Robert R. McGill, Esquire

 

Disability Retirement from Federal Government Employment: Imprisoned souls

Do we immediately know of the figurative sense of such a concept?  As the Medieval times of dark, dank and dire dungeons no longer house the tortured detritus of human excrement cast aside upon the nod of displeasure noted by a King, a Prince or a scorned Court of Royal Courtier, so the immediate presumption is that such a term must encompass some cognitive obstacle or encircling of a mind otherwise in agony.  And what of the second term in the concept – does it denote something separate and apart from the whole of a human figure – that essence of a person that tells us that there is something beyond an amalgamation of neurotransmitters and physical presence such that the entity is distinguishable from an amoeba, a flower or those closest of cousins, the chimpanzee?

When a person is looked upon with empathetic concern, is it the image of the individual that gives rise to the sensitivity, or the soul that is embattled within the confines of the exoskeleton that defines the profile like the shadow of an image one sees of a person standing against the lamplight in the dark of night?

When a scream is emitted from the depths of a human uttering, of the physical intonation and shrill cries reverberating through the caverns of a mouth widened in anguished turmoil, do we reach out to provide comfort merely to the physical shape and form of a human being because we can relate to an entity so closely recognizable as that which is reflected in the mirror of our daily lives, or is there that “something” which theologians continue to haunt us with, that transcends the superficial appearance of sense impressions that is discussed from ages foregone, from Plato’s Forms that constitute the “real” reality beyond the appearance of things, and the clinically antiseptic explanations of Hume’s Empiricism that provides a foundation of separation and divide that laid the groundwork for the future of Existentialism a century or more hence?

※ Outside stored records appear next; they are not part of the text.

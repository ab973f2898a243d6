//! Protocol and I/O error handling.
//!
//! Handlers are handed to `Session::open` explicitly. Protocol errors are
//! reported and the connection stays usable; I/O errors are fatal.

use std::fmt::Display;

use x11rb::errors::ConnectionError;
use x11rb::x11_utils::X11Error;

/// Receives errors observed on the X11 connection.
pub trait ErrorHandler {
    /// A request failed on the server. The connection remains usable.
    fn protocol_error(&self, error: &X11Error);

    /// The transport failed. Implementations must not return.
    fn io_error(&self, error: &ConnectionError) -> !;
}

/// Reports protocol errors on stderr and dies on I/O errors.
#[derive(Debug, Default, Clone, Copy)]
pub struct StderrErrorHandler;

impl ErrorHandler for StderrErrorHandler {
    fn protocol_error(&self, error: &X11Error) {
        tracing::warn!(
            kind = ?error.error_kind,
            serial = error.sequence,
            error_code = error.error_code,
            request_code = error.major_opcode,
            minor_code = error.minor_opcode,
            request = error.request_name.unwrap_or("unknown"),
            "X11 protocol error"
        );
        eprintln!("{}", describe_protocol_error(error));
    }

    fn io_error(&self, error: &ConnectionError) -> ! {
        die(format!("Fatal X11 I/O error: {error}"))
    }
}

/// Single-line description of a protocol error.
pub fn describe_protocol_error(error: &X11Error) -> String {
    format!(
        "X11 ERROR: kind={:?}, serial={}, error_code={}, request_code={}, minor_code={}",
        error.error_kind, error.sequence, error.error_code, error.major_opcode, error.minor_opcode
    )
}

/// Print `DIE: <message>` to stderr and exit with status 1.
pub fn die(message: impl Display) -> ! {
    let message = message.to_string();
    // The DIE line is the user-facing diagnostic.
    tracing::debug!(reason = %message, "fatal error");
    eprintln!("DIE: {message}");
    std::process::exit(1)
}
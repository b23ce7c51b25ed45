//! Error types for the stopwatch.

use thiserror::Error;

/// Errors related to sections and timing periods.
#[derive(Debug, Clone, PartialEq, Eq, Error)]
pub enum StopwatchError {
    /// The section is not a child of the currently open section.
    #[error("The section \"{0}\" has been started at another level and cannot be opened")]
    SectionLevelMismatch(String),

    /// Only the root section is open.
    #[error("There is no started section to stop")]
    NoOpenSection,

    /// The event has no running period.
    #[error("Event \"{0}\" is not started")]
    NotStarted(String),
}

/// Result type for stopwatch operations.
pub type StopwatchResult<T> = std::result::Result<T, StopwatchError>;

#[cfg(test)]
mod tests {
    use super::*;

    #[test]
    fn test_error_messages() {
        assert_eq!(
            StopwatchError::NotStarted("foo".to_string()).to_string(),
            "Event \"foo\" is not started"
        );
        assert_eq!(
            StopwatchError::NoOpenSection.to_string(),
            "There is no started section to stop"
        );
        assert!(
            StopwatchError::SectionLevelMismatch("abc".to_string())
                .to_string()
                .contains("\"abc\"")
        );
    }
}
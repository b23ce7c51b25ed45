//! Call records collected during dispatch.

use std::collections::BTreeMap;

use parking_lot::RwLock;
use serde::{Deserialize, Serialize};

use crate::identity::{ListenerIdentity, ListenerType};

/// What is known about one listener of one event.
#[derive(Debug, Clone, PartialEq, Eq, Serialize, Deserialize)]
pub struct CallRecord {
    /// Event name.
    pub event: String,
    /// Callable kind.
    #[serde(rename = "type")]
    pub kind: ListenerType,
    /// Human-readable listener label.
    pub pretty: String,
}

impl CallRecord {
    /// Build the record of `identity` for `event`.
    pub fn new(event: impl Into<String>, identity: &ListenerIdentity) -> Self {
        Self {
            event: event.into(),
            kind: identity.kind,
            pretty: identity.pretty.clone(),
        }
    }
}

/// Call records keyed by `event.pretty`.
pub type CallRecords = BTreeMap<String, CallRecord>;

/// Collects called and skipped listeners across dispatches.
///
/// Records accumulate until [`CallCollector::reset`]. Two listeners sharing
/// a key (e.g. two closures on one event) share one record.
#[derive(Default)]
pub struct CallCollector {
    called: RwLock<CallRecords>,
    skipped: RwLock<CallRecords>,
}

impl CallCollector {
    /// Create an empty collector.
    pub fn new() -> Self {
        Self::default()
    }

    /// Record a listener that was invoked.
    pub fn record_called(&self, key: String, record: CallRecord) {
        self.called.write().insert(key, record);
    }

    /// Record a listener that was skipped after propagation stopped.
    pub fn record_skipped(&self, key: String, record: CallRecord) {
        self.skipped.write().insert(key, record);
    }

    /// Whether a listener was invoked under `key`.
    pub fn is_called(&self, key: &str) -> bool {
        self.called.read().contains_key(key)
    }

    /// Snapshot of the called listeners.
    pub fn called(&self) -> CallRecords {
        self.called.read().clone()
    }

    /// Snapshot of the skipped listeners.
    pub fn skipped(&self) -> CallRecords {
        self.skipped.read().clone()
    }

    /// Forget every record.
    pub fn reset(&self) {
        self.called.write().clear();
        self.skipped.write().clear();
    }
}

impl std::fmt::Debug for CallCollector {
    fn fmt(&self, f: &mut std::fmt::Formatter<'_>) -> std::fmt::Result {
        f.debug_struct("CallCollector")
            .field("called", &self.called.read().len())
            .field("skipped", &self.skipped.read().len())
            .finish()
    }
}

#[cfg(test)]
mod tests {
    use super::*;
    use herald_dispatch::Listener;

    fn closure_record(event: &str) -> (String, CallRecord) {
        let identity = ListenerIdentity::of(&Listener::closure(|_, _| Ok(())));
        (identity.key(event), CallRecord::new(event, &identity))
    }

    #[test]
    fn test_record_and_reset() {
        let collector = CallCollector::new();
        let (key, record) = closure_record("foo");

        collector.record_called(key.clone(), record.clone());
        assert!(collector.is_called("foo.closure"));
        assert_eq!(collector.called().get(&key), Some(&record));

        let (key, record) = closure_record("bar");
        collector.record_skipped(key, record);
        assert_eq!(collector.skipped().len(), 1);

        collector.reset();
        assert!(collector.called().is_empty());
        assert!(collector.skipped().is_empty());
    }

    #[test]
    fn test_same_key_merges() {
        let collector = CallCollector::new();
        let (key, record) = closure_record("foo");
        collector.record_called(key.clone(), record.clone());
        collector.record_called(key, record);

        assert_eq!(collector.called().len(), 1);
    }

    #[test]
    fn test_record_serializes_type_field() {
        let (_, record) = closure_record("foo");
        let json = serde_json::to_value(&record).unwrap();

        assert_eq!(
            json,
            serde_json::json!({ "event": "foo", "type": "Closure", "pretty": "closure" })
        );
    }
}
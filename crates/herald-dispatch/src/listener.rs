//! Listener handles.
//!
//! A [`Listener`] is a cheaply clonable handle around a callback plus the
//! metadata describing what kind of callable it is. Rust cannot introspect
//! closures, so the shape of the callable (closure, named function, bound
//! method, static method) is declared when the handle is built, and the
//! registration site is captured with `#[track_caller]`.

use std::borrow::Cow;
use std::fmt;
use std::panic::Location;
use std::sync::Arc;

use crate::dispatcher::EventDispatcher;
use crate::error::ListenerResult;
use crate::event::Event;

/// Closure type stored inside a [`Listener`].
pub type ListenerFn = dyn Fn(&mut dyn Event, &ListenerContext<'_>) -> ListenerResult + Send + Sync;

/// Context handed to a listener alongside the event.
///
/// The dispatcher is the one driving the current dispatch, which is the
/// outermost decorator when dispatchers are stacked. Listeners that dispatch
/// nested events should go through it.
pub struct ListenerContext<'a> {
    event_name: &'a str,
    dispatcher: &'a dyn EventDispatcher,
}

impl<'a> ListenerContext<'a> {
    /// Create a new listener context.
    pub fn new(event_name: &'a str, dispatcher: &'a dyn EventDispatcher) -> Self {
        Self {
            event_name,
            dispatcher,
        }
    }

    /// Name of the event being dispatched.
    pub fn event_name(&self) -> &'a str {
        self.event_name
    }

    /// The dispatcher driving this dispatch.
    pub fn dispatcher(&self) -> &'a dyn EventDispatcher {
        self.dispatcher
    }
}

impl fmt::Debug for ListenerContext<'_> {
    fn fmt(&self, f: &mut fmt::Formatter<'_>) -> fmt::Result {
        f.debug_struct("ListenerContext")
            .field("event_name", &self.event_name)
            .finish()
    }
}

/// The declared shape of a listener's callable.
#[derive(Debug, Clone, PartialEq, Eq, Hash)]
pub enum Callable {
    /// A named free function.
    Function {
        /// The function name.
        name: Cow<'static, str>,
    },
    /// An anonymous closure.
    Closure,
    /// A method bound to an instance.
    Method {
        /// Fully qualified type name of the instance.
        owner: &'static str,
        /// The method name.
        method: Cow<'static, str>,
    },
    /// A method referenced through its type, without an instance.
    StaticMethod {
        /// Fully qualified type name.
        owner: &'static str,
        /// The method name.
        method: Cow<'static, str>,
    },
}

impl fmt::Display for Callable {
    fn fmt(&self, f: &mut fmt::Formatter<'_>) -> fmt::Result {
        match self {
            Callable::Function { name } => write!(f, "{}", name),
            Callable::Closure => write!(f, "closure"),
            Callable::Method { owner, method } | Callable::StaticMethod { owner, method } => {
                write!(f, "{}::{}", owner, method)
            }
        }
    }
}

/// A handle to a listener callback.
///
/// Handles compare by identity:
///
/// - closures are equal when they share the same callback allocation
///   (i.e. one is a clone of the other);
/// - named functions are equal when their names match;
/// - bound methods are equal when bound to the same instance with the same
///   method name;
/// - static methods are equal when owner type and method name match.
#[derive(Clone)]
pub struct Listener {
    callback: Arc<ListenerFn>,
    callable: Callable,
    bound_to: Option<usize>,
    location: Option<&'static Location<'static>>,
}

impl Listener {
    /// Create a listener from an anonymous closure.
    #[track_caller]
    pub fn closure<F>(callback: F) -> Self
    where
        F: Fn(&mut dyn Event, &ListenerContext<'_>) -> ListenerResult + Send + Sync + 'static,
    {
        Self {
            callback: Arc::new(callback),
            callable: Callable::Closure,
            bound_to: None,
            location: Some(Location::caller()),
        }
    }

    /// Create a listener from a named function.
    #[track_caller]
    pub fn function<F>(name: impl Into<Cow<'static, str>>, callback: F) -> Self
    where
        F: Fn(&mut dyn Event, &ListenerContext<'_>) -> ListenerResult + Send + Sync + 'static,
    {
        Self {
            callback: Arc::new(callback),
            callable: Callable::Function { name: name.into() },
            bound_to: None,
            location: Some(Location::caller()),
        }
    }

    /// Create a listener bound to a method of `owner`.
    ///
    /// The handle keeps `owner` alive for as long as it is registered.
    #[track_caller]
    pub fn method<T, F>(owner: &Arc<T>, method: impl Into<Cow<'static, str>>, callback: F) -> Self
    where
        T: Send + Sync + 'static,
        F: Fn(&T, &mut dyn Event, &ListenerContext<'_>) -> ListenerResult + Send + Sync + 'static,
    {
        let instance = Arc::clone(owner);
        Self {
            callback: Arc::new(move |event: &mut dyn Event, ctx: &ListenerContext<'_>| {
                callback(&instance, event, ctx)
            }),
            callable: Callable::Method {
                owner: std::any::type_name::<T>(),
                method: method.into(),
            },
            bound_to: Some(Arc::as_ptr(owner) as *const () as usize),
            location: Some(Location::caller()),
        }
    }

    /// Create a listener referring to a type-level method of `T`.
    #[track_caller]
    pub fn static_method<T, F>(method: impl Into<Cow<'static, str>>, callback: F) -> Self
    where
        T: ?Sized + 'static,
        F: Fn(&mut dyn Event, &ListenerContext<'_>) -> ListenerResult + Send + Sync + 'static,
    {
        Self {
            callback: Arc::new(callback),
            callable: Callable::StaticMethod {
                owner: std::any::type_name::<T>(),
                method: method.into(),
            },
            bound_to: None,
            location: Some(Location::caller()),
        }
    }

    /// Build a bound-method listener from raw parts.
    ///
    /// Used when the owner is only known as a trait object.
    pub(crate) fn bound(
        owner_addr: usize,
        owner: &'static str,
        method: Cow<'static, str>,
        callback: Arc<ListenerFn>,
    ) -> Self {
        Self {
            callback,
            callable: Callable::Method { owner, method },
            bound_to: Some(owner_addr),
            location: None,
        }
    }

    /// Create a listener with the same identity metadata but a new callback.
    ///
    /// Decorators use this to substitute instrumented callbacks while keeping
    /// the original's description.
    pub fn wrap<F>(&self, callback: F) -> Self
    where
        F: Fn(&mut dyn Event, &ListenerContext<'_>) -> ListenerResult + Send + Sync + 'static,
    {
        Self {
            callback: Arc::new(callback),
            callable: self.callable.clone(),
            bound_to: self.bound_to,
            location: self.location,
        }
    }

    /// Invoke the listener.
    pub fn call(&self, event: &mut dyn Event, ctx: &ListenerContext<'_>) -> ListenerResult {
        (self.callback)(event, ctx)
    }

    /// The declared callable shape.
    pub fn callable(&self) -> &Callable {
        &self.callable
    }

    /// Where the listener was built, when known.
    pub fn location(&self) -> Option<&'static Location<'static>> {
        self.location
    }

    /// Check whether this listener is bound to `owner` through `method`.
    pub fn is_bound_to<T: ?Sized>(&self, owner: &Arc<T>, method: &str) -> bool {
        let addr = Arc::as_ptr(owner) as *const () as usize;
        match &self.callable {
            Callable::Method { method: m, .. } => self.bound_to == Some(addr) && m == method,
            _ => false,
        }
    }

    /// Check whether this listener is bound to the instance at `owner_addr`.
    pub(crate) fn bound_address(&self) -> Option<usize> {
        self.bound_to
    }
}

impl PartialEq for Listener {
    fn eq(&self, other: &Self) -> bool {
        match (&self.callable, &other.callable) {
            (Callable::Closure, Callable::Closure) => {
                Arc::as_ptr(&self.callback) as *const () == Arc::as_ptr(&other.callback) as *const ()
            }
            (Callable::Method { method: a, .. }, Callable::Method { method: b, .. }) => {
                self.bound_to == other.bound_to && a == b
            }
            (Callable::Function { .. }, Callable::Function { .. })
            | (Callable::StaticMethod { .. }, Callable::StaticMethod { .. }) => {
                self.callable == other.callable
            }
            _ => false,
        }
    }
}

impl Eq for Listener {}

impl fmt::Debug for Listener {
    fn fmt(&self, f: &mut fmt::Formatter<'_>) -> fmt::Result {
        let mut s = f.debug_struct("Listener");
        s.field("callable", &self.callable);
        if let Some(location) = self.location {
            s.field("location", &format_args!("{}:{}", location.file(), location.line()));
        }
        s.finish()
    }
}

impl fmt::Display for Listener {
    fn fmt(&self, f: &mut fmt::Formatter<'_>) -> fmt::Result {
        self.callable.fmt(f)
    }
}

#[cfg(test)]
mod tests {
    use super::*;

    struct Mailer;

    fn noop() -> Listener {
        Listener::closure(|_, _| Ok(()))
    }

    #[test]
    fn test_closure_identity() {
        let a = noop();
        let b = noop();

        assert_eq!(a, a.clone());
        assert_ne!(a, b);
        assert_eq!(a.callable(), &Callable::Closure);
    }

    #[test]
    fn test_function_identity() {
        let a = Listener::function("on_boot", |_, _| Ok(()));
        let b = Listener::function("on_boot", |_, _| Ok(()));
        let c = Listener::function("on_halt", |_, _| Ok(()));

        assert_eq!(a, b);
        assert_ne!(a, c);
        assert_eq!(a.to_string(), "on_boot");
    }

    #[test]
    fn test_method_identity() {
        let first = Arc::new(Mailer);
        let second = Arc::new(Mailer);

        let a = Listener::method(&first, "send", |_: &Mailer, _, _| Ok(()));
        let b = Listener::method(&first, "send", |_: &Mailer, _, _| Ok(()));
        let c = Listener::method(&second, "send", |_: &Mailer, _, _| Ok(()));

        assert_eq!(a, b);
        assert_ne!(a, c);
        assert!(a.is_bound_to(&first, "send"));
        assert!(!a.is_bound_to(&first, "queue"));
        assert!(!a.is_bound_to(&second, "send"));
    }

    #[test]
    fn test_static_method_identity() {
        let a = Listener::static_method::<Mailer, _>("flush", |_, _| Ok(()));
        let b = Listener::static_method::<Mailer, _>("flush", |_, _| Ok(()));

        assert_eq!(a, b);
        assert!(a.to_string().ends_with("Mailer::flush"));
    }

    #[test]
    fn test_location_is_captured() {
        let listener = noop();
        let location = listener.location().unwrap();
        assert!(location.file().ends_with("listener.rs"));
    }

    #[test]
    fn test_wrap_keeps_metadata() {
        let owner = Arc::new(Mailer);
        let original = Listener::method(&owner, "send", |_: &Mailer, _, _| Ok(()));
        let wrapped = original.wrap(|_, _| Ok(()));

        assert_eq!(wrapped.callable(), original.callable());
        assert_eq!(wrapped.location(), original.location());
    }
}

We are, all, in a general sense, imprisoned souls anguishing in the turmoil of daily angst, but for the Federal employee and U.S. Postal worker who must also contend with a medical condition, such that the medical condition is about to cut short a promising career, the future is often viewed from a bleak perspective, and the daily harassment from Supervisors and Managers only exacerbates the troubled lives we must all manipulate and maneuver through.  Filing for Federal Disability Retirement benefits through the U.S. Office of Personnel Management is not an easy process; it may be, however, the only option left and available for the Federal or Postal worker who can no longer perform all of the essential elements of one’s Federal or Postal position.

In that sense, the Federal or Postal worker who is left with the best option available – of preparing, formulating and filing an effective Federal Disability Retirement application through OPM – is considered an imprisoned soul, for it is not only the medical condition that impacts upon the choices left in life’s trials and challenges, but the constraints and curtailments one self-imposes by agonizing over one’s future as he or she steps forward in trying to maneuver through a complex administrative process.

How to free one’s self?  By simply acting; by moving forward, even if the future is somewhat unknown and uncertain; for, in the end, it is movement itself that distinguishes the difference between life, imprisoned souls, and deadened entities that merely survive.